Power and the internet

This was made even clearer at Nesta’s FutureFest last week, a festival that offers alternative visions and bold solutions to this era’s biggest challenges. With the theme of “Occupy the Future”, many of the conversations centred around this very subject, and how the era of surveillance capitalism we now find ourselves in represents a real challenge.

Marie Hicks, historian of technology and author of “Programmed Inequality”, explained how she increasingly sees tech being used as a tool for the consolidation of power. She pointed out that compared to the UK, a lack of understanding of the influence computers can have on policy in the US has resulted in these tech companies becoming powerful in an almost pseudo-governmental way.

And they are powerful, make no mistake about it. In a recent FT report, Google, Apple, Amazon and Facebook were all in the top 6 in a list of the 100 most valuable brands in the world.

Hicks pointed to the current rush to regulate and break up companies that exert too much influence in the public sphere as reflective of what happened to telcos in the past. As an example, the UK’s data protection watchdog has announced it will fine Facebook £500,000 for the data breach (the maximum allowed). This is a drop in the ocean compared to the 110m euro fine it picked up from the European Commission last year – the same year the EC punished Google to a tune of 2.42bn euro.

Re-decentralising the internet

Many of these companies’ ways of making money reflect the current dominant surveillance capitalism model, referenced by Laura Kalbag, author of “Accessibility for Everyone” as one with services on offer for free because the companies are making money from our information, without control, without correction. The issue is that while people purport not to care about giving up their data, it simply isn’t clear what control you’re giving up, or what the consequences could be.

And so we return to Cambridge Analytica as a very real example of those consequences. Despite the commercial power still wielded by the FANGs of this world, a new study, from our own client, Openet, has shown that the scandals did have a significant reputational impact. In fact, consumer trust has not only eroded in social media platforms, but also in other digital services companies such as Spotify, Netflix and Skype. As a result of the scandal 53% of consumers are now less likely to share personal data with digital services companies, with 66% of consumers stating that they would prefer to pay for services if it meant more control over their data.
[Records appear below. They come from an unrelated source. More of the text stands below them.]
impl Scheduler {
    /// Builds a scheduler with the given configuration. Does not start
    /// firing triggers until [`Scheduler::start`] is called.
    pub fn new(config: SchedulerConfig) -> Self {
        let store = Arc::new(JobStore::new());
        store.set_misfire_threshold(config.misfire_threshold());
        Self {
            pool: Arc::new(WorkerPool::new(config.thread_pool_size())),
            store,
            listeners: Arc::new(ListenerManager::new()),
            job_factory: RwLock::new(Arc::new(SimpleJobFactory)),
            config,
            halted: Arc::new(AtomicBool::new(false)),
            in_standby: Arc::new(AtomicBool::new(true)),
            started: AtomicBool::new(false),
            loop_handle: Mutex::new(None),
            executing: Arc::new(Mutex::new(Vec::new())),
        }
    }

    /// A scheduler with default configuration.
    pub fn with_defaults() -> Self {
        Self::new(SchedulerConfig::builder().build())
    }

    /// The scheduler's configuration.
    pub fn config(&self) -> &SchedulerConfig {
        &self.config
    }

    /// Replaces the job factory consulted for every firing.
    pub fn set_job_factory(&self, factory: Arc<dyn JobFactory>) {
        *self.job_factory.write().unwrap_or_else(|p| p.into_inner()) = factory;
    }

    // ---- listener registration ------------------------------------------

    /// Registers a job listener.
    pub fn add_job_listener(&self, listener: Arc<dyn JobListener>) {
        self.listeners.add_job_listener(listener);
    }

    /// Registers a trigger listener.
    pub fn add_trigger_listener(&self, listener: Arc<dyn TriggerListener>) {
        self.listeners.add_trigger_listener(listener);
    }

    /// Registers a scheduler listener.
    pub fn add_scheduler_listener(&self, listener: Arc<dyn SchedulerListener>) {
        self.listeners.add_scheduler_listener(listener);
    }

    // ---- lifecycle --------------------------------------------------------

    /// Starts firing triggers. Spawns the scheduler loop thread on first
    /// call; subsequent calls while halted do nothing but resume from
    /// standby.
    pub fn start(&self) {
        self.in_standby.store(false, Ordering::SeqCst);
        if self.started.swap(true, Ordering::SeqCst) {
            self.listeners.fire_scheduler_resumed();
            self.store.signal().notify();
            return;
        }
        let store = Arc::clone(&self.store);
        let pool = Arc::clone(&self.pool);
        let listeners = Arc::clone(&self.listeners);
        let job_factory = {
            let guard = self.job_factory.read().unwrap_or_else(|p| p.into_inner());
            Arc::clone(&*guard)
        };
        let halted = Arc::clone(&self.halted);
        let in_standby = Arc::clone(&self.in_standby);
        let executing = Arc::clone(&self.executing);
        let batch_max = self.config.batch_trigger_acquisition_max_count();
        let fire_ahead = self.config.batch_trigger_acquisition_fire_ahead_window();
        let idle_wait = self.config.idle_wait_time();

        let handle = thread::Builder::new()
            .name("quartzite-scheduler".to_string())
            .spawn(move || {
                run_loop(
                    store,
                    pool,
                    listeners,
                    job_factory,
                    halted,
                    in_standby,
                    executing,
                    batch_max,
                    fire_ahead,
                    idle_wait,
                )
            })
            .expect("failed to spawn scheduler thread");
        *self.loop_handle.lock().unwrap_or_else(|p| p.into_inner()) = Some(handle);
        self.listeners.fire_scheduler_started();
    }

    /// Pauses trigger firing without shutting down; [`Scheduler::start`]
    /// resumes it. Jobs already dispatched to the worker pool keep running.
    pub fn standby(&self) {
        self.in_standby.store(true, Ordering::SeqCst);
        self.store.signal().notify();
        self.listeners.fire_scheduler_paused();
    }

    /// True if the scheduler has been started and is not in standby or
    /// shut down.
    pub fn is_running(&self) -> bool {
        self.started.load(Ordering::SeqCst)
            && !self.in_standby.load(Ordering::SeqCst)
            && !self.halted.load(Ordering::SeqCst)
    }

    /// Stops the scheduler loop permanently and shuts down the worker pool.
    /// If `wait_for_jobs_to_complete` is true, blocks until every
    /// in-flight job finishes.
    pub fn shutdown(&self, wait_for_jobs_to_complete: bool) {
        self.halted.store(true, Ordering::SeqCst);
        self.store.signal().notify();
        if let Some(handle) = self.loop_handle.lock().unwrap_or_else(|p| p.into_inner()).take() {
            let _ = handle.join();
        }
        self.pool.shutdown(wait_for_jobs_to_complete);
        self.listeners.fire_scheduler_shutdown();
    }

    /// Currently executing jobs, a live snapshot.
    pub fn currently_executing_jobs(&self) -> Vec<ExecutingJob> {
        self.executing.lock().unwrap_or_else(|p| p.into_inner()).clone()
    }

    // ---- job / trigger management -----------------------------------------

    /// Stores a job and trigger together, the common case of scheduling new
    /// work.
    pub fn schedule_job(&self, detail: JobDetail, trigger: Trigger) -> SchedulerResult<()> {
        self.store.store_job(detail, false)?;
        self.store.store_trigger(trigger, false)?;
        self.listeners.fire_scheduling_changed();
        Ok(())
    }

    /// Stores several triggers against one job in a single call.
    pub fn schedule_jobs(&self, detail: JobDetail, triggers: Vec<Trigger>) -> SchedulerResult<()> {
        self.store.store_job(detail, false)?;
        for trigger in triggers {
            self.store.store_trigger(trigger, false)?;
        }
        self.listeners.fire_scheduling_changed();
        Ok(())
    }

    /// Adds a trigger to an already-stored job.
    pub fn schedule_trigger(&self, trigger: Trigger) -> SchedulerResult<()> {
        self.store.store_trigger(trigger, false)?;
        self.listeners.fire_scheduling_changed();
        Ok(())
    }

    /// Stores a job without any trigger; it will not fire unless `durable`
    /// or a trigger is added later.
    pub fn add_job(&self, detail: JobDetail, replace: bool) -> SchedulerResult<()> {
        self.store.store_job(detail, replace)?;
        self.listeners.fire_scheduling_changed();
        Ok(())
    }

    /// Removes a trigger. Returns `true` if it existed.
    pub fn unschedule_job(&self, trigger_key: &TriggerKey) -> bool {
        let removed = self.store.remove_trigger(trigger_key);
        if removed {
            self.listeners.fire_scheduling_changed();
        }
        removed
    }

    /// Atomically replaces one trigger with another targeting the same job.
    pub fn reschedule_job(&self, trigger_key: &TriggerKey, new_trigger: Trigger) -> SchedulerResult<bool> {
        let replaced = self.store.replace_trigger(trigger_key, new_trigger)?;
        if replaced {
            self.listeners.fire_scheduling_changed();
        }
        Ok(replaced)
    }

    /// Removes a job and every trigger that targets it.
    pub fn delete_job(&self, job_key: &JobKey) -> bool {
        let removed = self.store.remove_job(job_key);
        if removed {
            self.listeners.fire_scheduling_changed();
        }
        removed
    }

    /// Fires a job immediately, outside its regular schedule, using an
    /// ephemeral one-shot trigger.
    pub fn trigger_job(&self, job_key: &JobKey, data: Option<JobDataMap>) -> SchedulerResult<()> {
        if !self.store.check_exists_job(job_key) {
            return Err(SchedulerError::JobNotFound(job_key.clone()));
        }
        let manual_key = TriggerKey::in_group(
            format!("manual-{}-{}", job_key.name(), self.store.signal().generation()),
            "MANUAL_TRIGGERS",
        );
        let mut trigger = Trigger::simple(
            manual_key,
            job_key.clone(),
            Utc::now(),
            RepeatCount::Finite(0),
            Duration::zero(),
        );
        if let Some(data) = data {
            trigger = trigger.with_job_data_map(data);
        }
        self.store.store_trigger(trigger, false)?;
        self.listeners.fire_scheduling_changed();
        Ok(())
    }

    // ---- calendars ----------------------------------------------------

    /// Stores a calendar.
    pub fn add_calendar(
        &self,
        name: impl Into<String>,
        calendar: Calendar,
        replace: bool,
        update_triggers: bool,
    ) -> SchedulerResult<()> {
        self.store.store_calendar(name, calendar, replace, update_triggers)
    }

    /// Removes a calendar.
    pub fn delete_calendar(&self, name: &str) -> SchedulerResult<bool> {
        self.store.remove_calendar(name)
    }

    // ---- pause / resume --------------------------------------------------

    /// Pauses one trigger.
    pub fn pause_trigger(&self, key: &TriggerKey) {
        self.store.pause_trigger(key);
    }

    /// Pauses every trigger of one job.
    pub fn pause_job(&self, key: &JobKey) {
        self.store.pause_job(key);
    }

    /// Pauses every trigger group matching `matcher`.
    pub fn pause_triggers(&self, matcher: &GroupMatcher) -> Vec<String> {
        self.store.pause_triggers(matcher)
    }

    /// Pauses every job group matching `matcher`.
    pub fn pause_jobs(&self, matcher: &GroupMatcher) -> Vec<String> {
        self.store.pause_jobs(matcher)
    }

    /// Pauses every trigger and job group.
    pub fn pause_all(&self) {
        self.store.pause_all();
    }

    /// Resumes one trigger.
    pub fn resume_trigger(&self, key: &TriggerKey) {
        self.store.resume_trigger(key);
    }

    /// Resumes every trigger of one job.
    pub fn resume_job(&self, key: &JobKey) {
        self.store.resume_job(key);
    }

    /// Resumes every trigger group matching `matcher`.
    pub fn resume_triggers(&self, matcher: &GroupMatcher) -> Vec<String> {
        self.store.resume_triggers(matcher)
    }

    /// Resumes every job group matching `matcher`.
    pub fn resume_jobs(&self, matcher: &GroupMatcher) -> Vec<String> {
        self.store.resume_jobs(matcher)
    }

    /// Resumes every trigger and clears all paused groups.
    pub fn resume_all(&self) {
        self.store.resume_all();
    }

    /// Removes every job, trigger, and calendar.
    pub fn clear(&self) {
        self.store.clear_all();
    }

    // ---- read access -----------------------------------------------------

    /// Fetches a job by key.
    pub fn job_detail(&self, key: &JobKey) -> Option<JobDetail> {
        self.store.retrieve_job(key)
    }

    /// Fetches a trigger by key.
    pub fn trigger(&self, key: &TriggerKey) -> Option<Trigger> {
        self.store.retrieve_trigger(key)
    }

    /// The observable state of a trigger.
    pub fn trigger_state(&self, key: &TriggerKey) -> TriggerState {
        self.store.get_trigger_state(key)
    }

    /// Every trigger targeting a job.
    pub fn triggers_for_job(&self, key: &JobKey) -> Vec<Trigger> {
        self.store.triggers_for_job(key)
    }

    /// Every job group name.
    pub fn job_group_names(&self) -> Vec<String> {
        self.store.job_group_names()
    }

    /// Every trigger group name.
    pub fn trigger_group_names(&self) -> Vec<String> {
        self.store.trigger_group_names()
    }

    /// Every currently paused trigger group.
    pub fn paused_trigger_groups(&self) -> HashSet<String> {
        self.store.paused_trigger_groups()
    }

    /// A direct handle to the underlying store, for callers that need
    /// operations not exposed on [`Scheduler`] itself.
    pub fn store(&self) -> &JobStore {
        &self.store
    }
}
Consumer confidence in the tried and tested “freemium” model based on the monetisation of people is falling, and an emphasis on transparency is on the rise.

The study also showed that people now place more trust in alternative providers, like their mobile operator, over the Facebooks of this world. The reluctance to cash in on its mountain of subscriber data may actually put operators in a position to leverage this trust to offer alternative services that are not based on the selling of data to third parties.

At FutureFest, so much of the conversation came back to the need for alternatives that focus on privacy. And so as operators continue to try and reinvent themselves this trust, the need for transparency, and consumer expectation on levels of privacy should not be taken lightly.